══ Dataset
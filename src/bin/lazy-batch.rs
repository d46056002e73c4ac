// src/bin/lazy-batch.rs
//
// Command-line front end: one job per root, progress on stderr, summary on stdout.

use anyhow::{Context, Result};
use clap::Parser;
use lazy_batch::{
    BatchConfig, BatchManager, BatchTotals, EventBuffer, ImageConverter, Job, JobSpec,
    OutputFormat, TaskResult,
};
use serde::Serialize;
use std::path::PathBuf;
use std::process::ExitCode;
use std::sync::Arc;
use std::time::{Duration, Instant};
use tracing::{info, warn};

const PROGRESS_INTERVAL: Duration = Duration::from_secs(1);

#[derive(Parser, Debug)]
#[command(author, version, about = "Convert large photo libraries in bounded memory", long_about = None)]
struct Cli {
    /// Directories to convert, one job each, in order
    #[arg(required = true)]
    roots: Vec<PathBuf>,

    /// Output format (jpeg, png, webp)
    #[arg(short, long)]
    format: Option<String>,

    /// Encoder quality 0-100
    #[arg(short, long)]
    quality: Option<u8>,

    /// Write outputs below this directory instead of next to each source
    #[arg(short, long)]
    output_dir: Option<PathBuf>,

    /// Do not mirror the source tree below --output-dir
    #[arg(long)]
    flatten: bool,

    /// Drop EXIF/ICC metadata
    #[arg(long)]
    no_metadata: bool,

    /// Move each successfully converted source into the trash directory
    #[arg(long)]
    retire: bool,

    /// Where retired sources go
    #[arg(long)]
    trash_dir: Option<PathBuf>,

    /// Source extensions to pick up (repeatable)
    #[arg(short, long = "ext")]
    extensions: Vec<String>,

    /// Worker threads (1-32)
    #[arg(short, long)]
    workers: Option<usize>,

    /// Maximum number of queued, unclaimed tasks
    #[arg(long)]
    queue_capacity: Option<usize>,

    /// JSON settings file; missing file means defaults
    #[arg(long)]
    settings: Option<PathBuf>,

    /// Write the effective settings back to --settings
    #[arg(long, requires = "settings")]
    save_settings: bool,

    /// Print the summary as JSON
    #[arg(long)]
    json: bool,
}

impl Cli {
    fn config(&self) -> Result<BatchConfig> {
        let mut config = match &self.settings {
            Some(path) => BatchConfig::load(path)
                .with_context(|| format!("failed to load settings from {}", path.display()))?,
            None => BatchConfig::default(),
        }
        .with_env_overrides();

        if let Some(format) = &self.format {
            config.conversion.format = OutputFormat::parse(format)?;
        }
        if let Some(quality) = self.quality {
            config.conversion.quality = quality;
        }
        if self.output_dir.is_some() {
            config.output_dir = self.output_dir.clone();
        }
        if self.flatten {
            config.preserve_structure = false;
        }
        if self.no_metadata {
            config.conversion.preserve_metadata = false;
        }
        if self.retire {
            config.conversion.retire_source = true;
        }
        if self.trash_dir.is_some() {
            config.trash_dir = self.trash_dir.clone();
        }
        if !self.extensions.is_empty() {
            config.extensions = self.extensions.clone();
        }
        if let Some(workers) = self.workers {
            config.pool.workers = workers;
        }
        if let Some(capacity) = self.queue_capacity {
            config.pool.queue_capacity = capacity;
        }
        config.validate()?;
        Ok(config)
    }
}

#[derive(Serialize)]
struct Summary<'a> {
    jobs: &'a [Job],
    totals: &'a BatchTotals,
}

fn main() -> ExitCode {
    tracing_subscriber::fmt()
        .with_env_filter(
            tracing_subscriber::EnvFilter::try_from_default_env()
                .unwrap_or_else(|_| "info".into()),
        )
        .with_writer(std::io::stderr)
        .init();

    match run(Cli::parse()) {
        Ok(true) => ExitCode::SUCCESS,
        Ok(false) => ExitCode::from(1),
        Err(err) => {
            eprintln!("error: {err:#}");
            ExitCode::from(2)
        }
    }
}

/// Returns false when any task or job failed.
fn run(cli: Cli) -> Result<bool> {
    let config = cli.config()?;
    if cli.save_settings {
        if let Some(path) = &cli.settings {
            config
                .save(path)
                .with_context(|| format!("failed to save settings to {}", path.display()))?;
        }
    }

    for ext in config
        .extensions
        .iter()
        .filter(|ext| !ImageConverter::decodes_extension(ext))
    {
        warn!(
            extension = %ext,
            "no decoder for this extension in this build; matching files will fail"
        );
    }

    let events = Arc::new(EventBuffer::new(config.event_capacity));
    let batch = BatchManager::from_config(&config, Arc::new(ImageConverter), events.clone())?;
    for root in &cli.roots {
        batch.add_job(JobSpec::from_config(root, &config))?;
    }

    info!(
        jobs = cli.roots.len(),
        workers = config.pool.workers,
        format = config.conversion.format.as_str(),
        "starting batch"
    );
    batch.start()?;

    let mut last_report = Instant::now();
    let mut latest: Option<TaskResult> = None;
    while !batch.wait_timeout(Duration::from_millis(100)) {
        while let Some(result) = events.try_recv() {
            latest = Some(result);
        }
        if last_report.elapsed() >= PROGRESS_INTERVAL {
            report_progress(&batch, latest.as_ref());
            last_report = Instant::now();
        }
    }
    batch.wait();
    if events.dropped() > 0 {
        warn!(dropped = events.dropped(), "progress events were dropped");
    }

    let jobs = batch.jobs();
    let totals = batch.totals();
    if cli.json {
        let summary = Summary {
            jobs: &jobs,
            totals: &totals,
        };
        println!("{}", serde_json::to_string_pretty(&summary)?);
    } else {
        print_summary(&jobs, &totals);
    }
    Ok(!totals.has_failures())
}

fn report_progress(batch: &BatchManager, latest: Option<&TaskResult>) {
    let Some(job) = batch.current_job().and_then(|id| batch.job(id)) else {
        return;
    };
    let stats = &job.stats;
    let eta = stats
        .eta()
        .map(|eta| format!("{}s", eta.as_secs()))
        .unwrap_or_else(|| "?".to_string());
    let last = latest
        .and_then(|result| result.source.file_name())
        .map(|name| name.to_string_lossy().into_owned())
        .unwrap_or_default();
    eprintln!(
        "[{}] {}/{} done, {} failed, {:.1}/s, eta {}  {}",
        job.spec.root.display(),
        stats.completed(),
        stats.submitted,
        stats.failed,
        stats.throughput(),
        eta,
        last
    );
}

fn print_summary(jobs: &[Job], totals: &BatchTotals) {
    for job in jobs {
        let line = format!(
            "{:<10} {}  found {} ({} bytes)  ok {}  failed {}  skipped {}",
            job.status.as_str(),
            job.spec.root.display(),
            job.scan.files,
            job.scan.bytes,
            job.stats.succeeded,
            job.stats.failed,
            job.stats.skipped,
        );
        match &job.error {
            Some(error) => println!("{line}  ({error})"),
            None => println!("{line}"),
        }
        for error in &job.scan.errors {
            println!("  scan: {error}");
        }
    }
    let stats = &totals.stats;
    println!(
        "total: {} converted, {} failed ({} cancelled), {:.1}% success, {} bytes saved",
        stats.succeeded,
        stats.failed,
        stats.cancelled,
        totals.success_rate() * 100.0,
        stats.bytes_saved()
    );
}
════
[What the exercise asks]
With "PathBuf" as the search string, filter the records and return each line that has it.

[Result of the exercise]
use std::path::PathBuf;
    roots: Vec<PathBuf>,
    output_dir: Option<PathBuf>,
    trash_dir: Option<PathBuf>,
    settings: Option<PathBuf>,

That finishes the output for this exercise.